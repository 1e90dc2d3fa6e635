//! Move generation.
//!
//! Pseudo-legal moves are generated per piece kind and then filtered by
//! playing each one and testing whether the mover's king is left attacked.
//! Castling follows Chess960 rules, which include standard castling as the
//! special case of rooks on the a- and h-files.

mod attacks;
pub mod perft;

use crate::position::CastleSide;
use crate::{Bitboard, Position};
use chess_core::{Color, Move, MoveFlag, Piece, Rank, Square};

pub use attacks::{
    bishop_attacks, king_attacks, knight_attacks, pawn_attacks, queen_attacks, rook_attacks,
};

/// A list of moves with a fixed maximum capacity.
///
/// The list holds pseudo-legal moves before they are filtered. A validated
/// position has at most 16 pieces per side and no piece has more than 27
/// moves, which bounds the capacity without heap allocation.
#[derive(Clone)]
pub struct MoveList {
    moves: [Move; Self::MAX_MOVES],
    len: usize,
}

impl MoveList {
    /// Maximum number of moves the list can hold.
    pub const MAX_MOVES: usize = 16 * 27;

    /// Creates an empty move list.
    #[inline]
    pub const fn new() -> Self {
        MoveList {
            moves: [Move::NULL; Self::MAX_MOVES],
            len: 0,
        }
    }

    /// Adds a move to the list.
    #[inline]
    pub fn push(&mut self, m: Move) {
        debug_assert!(self.len < Self::MAX_MOVES);
        self.moves[self.len] = m;
        self.len += 1;
    }

    #[inline]
    pub const fn len(&self) -> usize {
        self.len
    }

    #[inline]
    pub const fn is_empty(&self) -> bool {
        self.len == 0
    }

    /// Returns a slice of the moves.
    #[inline]
    pub fn as_slice(&self) -> &[Move] {
        &self.moves[..self.len]
    }

    #[inline]
    pub fn iter(&self) -> std::slice::Iter<'_, Move> {
        self.as_slice().iter()
    }

    /// Returns true if the list holds `m`.
    #[inline]
    pub fn contains(&self, m: &Move) -> bool {
        self.as_slice().contains(m)
    }

    /// Retains only moves for which the predicate returns true.
    pub fn retain<F>(&mut self, mut f: F)
    where
        F: FnMut(&Move) -> bool,
    {
        let mut write = 0;
        for read in 0..self.len {
            if f(&self.moves[read]) {
                self.moves[write] = self.moves[read];
                write += 1;
            }
        }
        self.len = write;
    }
}

impl Default for MoveList {
    fn default() -> Self {
        Self::new()
    }
}

impl std::ops::Index<usize> for MoveList {
    type Output = Move;

    #[inline]
    fn index(&self, index: usize) -> &Self::Output {
        &self.as_slice()[index]
    }
}

impl<'a> IntoIterator for &'a MoveList {
    type Item = &'a Move;
    type IntoIter = std::slice::Iter<'a, Move>;

    fn into_iter(self) -> Self::IntoIter {
        self.as_slice().iter()
    }
}

impl std::fmt::Debug for MoveList {
    fn fmt(&self, f: &mut std::fmt::Formatter<'_>) -> std::fmt::Result {
        f.debug_list().entries(self.as_slice()).finish()
    }
}

/// Generates all legal moves for the side to move.
pub fn generate_moves(position: &Position) -> MoveList {
    let mut moves = MoveList::new();

    generate_pawn_moves(position, &mut moves);
    for piece in [
        Piece::Knight,
        Piece::Bishop,
        Piece::Rook,
        Piece::Queen,
        Piece::King,
    ] {
        generate_piece_moves(position, piece, &mut moves);
    }
    generate_castling_moves(position, &mut moves);

    let us = position.side_to_move;
    moves.retain(|m| !is_king_attacked(&make_move(position, *m), us));

    moves
}

/// Returns true if the side to move has at least one legal move.
pub fn has_legal_moves(position: &Position) -> bool {
    !generate_moves(position).is_empty()
}

/// Returns true if `m` is legal in `position`.
pub fn is_legal(position: &Position, m: Move) -> bool {
    generate_moves(position).contains(&m)
}

fn capture_of(position: &Position, m: Move) -> Move {
    match position.piece_at(m.to()) {
        Some((captured, _)) => m.with_capture(captured),
        None => m,
    }
}

/// Generates pseudo-legal pawn moves.
fn generate_pawn_moves(position: &Position, moves: &mut MoveList) {
    let us = position.side_to_move;
    let their_pieces = position.colors[us.opposite().index()];
    let empty = !position.occupied();
    let pawns = position.pieces_of(Piece::Pawn, us);

    let (single, double, back) = match us {
        Color::White => {
            let single = pawns.north() & empty;
            (single, (single & Bitboard::rank(Rank::R3)).north() & empty, -1i8)
        }
        Color::Black => {
            let single = pawns.south() & empty;
            (single, (single & Bitboard::rank(Rank::R6)).south() & empty, 1i8)
        }
    };

    let mut push_pawn = |m: Move| {
        if m.to().rank() == us.promotion_rank() {
            for promotion in Piece::PROMOTIONS {
                moves.push(m.with_promotion(promotion));
            }
        } else {
            moves.push(m);
        }
    };

    for to in single {
        if let Some(from) = to.offset(0, back) {
            push_pawn(Move::new(from, to, Piece::Pawn));
        }
    }

    for to in double {
        if let Some(from) = to.offset(0, 2 * back) {
            push_pawn(Move::new(from, to, Piece::Pawn));
        }
    }

    for from in pawns {
        for to in pawn_attacks(from, us) & their_pieces {
            push_pawn(capture_of(position, Move::new(from, to, Piece::Pawn)));
        }
    }

    if let Some(ep_square) = position.en_passant {
        for from in pawns {
            if pawn_attacks(from, us).contains(ep_square) {
                push_pawn(
                    Move::new(from, ep_square, Piece::Pawn)
                        .with_capture(Piece::Pawn)
                        .with_flag(MoveFlag::EnPassant),
                );
            }
        }
    }
}

/// Returns the squares a `piece` of `color` on `sq` attacks.
pub fn piece_attacks(piece: Piece, color: Color, sq: Square, occupied: Bitboard) -> Bitboard {
    match piece {
        Piece::Pawn => pawn_attacks(sq, color),
        Piece::Knight => knight_attacks(sq),
        Piece::Bishop => bishop_attacks(sq, occupied),
        Piece::Rook => rook_attacks(sq, occupied),
        Piece::Queen => queen_attacks(sq, occupied),
        Piece::King => king_attacks(sq),
    }
}

/// Generates pseudo-legal moves for knights, sliders and the king (without castling).
fn generate_piece_moves(position: &Position, piece: Piece, moves: &mut MoveList) {
    let us = position.side_to_move;
    let our_pieces = position.colors[us.index()];
    let occupied = position.occupied();

    for from in position.pieces_of(piece, us) {
        for to in piece_attacks(piece, us, from, occupied) & !our_pieces {
            moves.push(capture_of(position, Move::new(from, to, piece)));
        }
    }
}

/// Generates castling moves whose path is clear and unattacked.
///
/// The move records the king's journey; in Chess960 the king may already
/// stand on its target square, in which case `from == to`.
fn generate_castling_moves(position: &Position, moves: &mut MoveList) {
    let us = position.side_to_move;
    let them = us.opposite();
    let rank = us.back_rank();

    let Some(king) = position.king_square(us) else {
        return;
    };
    if king.rank() != rank || is_square_attacked(position, king, them) {
        return;
    }

    for side in CastleSide::ALL {
        if !position.castling.has(us, side) {
            continue;
        }
        let rook = position.castling.rook_square(us, side);
        if position.piece_at(rook) != Some((Piece::Rook, us)) {
            continue;
        }

        let king_to = Square::new(side.king_target(), rank);
        let rook_to = Square::new(side.rook_target(), rank);

        let king_path = Bitboard::rank_span(rank, king.file(), king_to.file());
        let rook_path = Bitboard::rank_span(rank, rook.file(), rook_to.file());
        let castlers = Bitboard::from_square(king) | Bitboard::from_square(rook);
        let must_be_empty = (king_path | rook_path) & !castlers;

        if (position.occupied() & must_be_empty).is_not_empty() {
            continue;
        }
        if king_path
            .into_iter()
            .any(|sq| is_square_attacked(position, sq, them))
        {
            continue;
        }

        let flag = match side {
            CastleSide::Kingside => MoveFlag::CastleKingside,
            CastleSide::Queenside => MoveFlag::CastleQueenside,
        };
        moves.push(Move::new(king, king_to, Piece::King).with_flag(flag));
    }
}

/// Returns true if the given square is attacked by the given color.
pub fn is_square_attacked(position: &Position, sq: Square, by_color: Color) -> bool {
    let occupied = position.occupied();
    let enemy = |piece| position.pieces_of(piece, by_color);

    let diagonal = enemy(Piece::Bishop) | enemy(Piece::Queen);
    let orthogonal = enemy(Piece::Rook) | enemy(Piece::Queen);

    (pawn_attacks(sq, by_color.opposite()) & enemy(Piece::Pawn)).is_not_empty()
        || (knight_attacks(sq) & enemy(Piece::Knight)).is_not_empty()
        || (king_attacks(sq) & enemy(Piece::King)).is_not_empty()
        || (bishop_attacks(sq, occupied) & diagonal).is_not_empty()
        || (rook_attacks(sq, occupied) & orthogonal).is_not_empty()
}

/// Returns true if the king of the given color is attacked.
pub fn is_king_attacked(position: &Position, king_color: Color) -> bool {
    position
        .king_square(king_color)
        .is_some_and(|king| is_square_attacked(position, king, king_color.opposite()))
}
------------------------------------------------------------
*WORK ORDER*:
Copy the lines from the start of the data verbatim, stopping after the line containing "filtered. A validated".

*WORKED SOLUTION*:
repository 1e90dc2d3fa6e635
//! Move generation.
//!
//! Pseudo-legal moves are generated per piece kind and then filtered by
//! playing each one and testing whether the mover's king is left attacked.
//! Castling follows Chess960 rules, which include standard castling as the
//! special case of rooks on the a- and h-files.

mod attacks;
pub mod perft;

use crate::position::CastleSide;
use crate::{Bitboard, Position};
use chess_core::{Color, Move, MoveFlag, Piece, Rank, Square};

pub use attacks::{
    bishop_attacks, king_attacks, knight_attacks, pawn_attacks, queen_attacks, rook_attacks,
};

/// A list of moves with a fixed maximum capacity.
///
/// The list holds pseudo-legal moves before they are filtered. A validated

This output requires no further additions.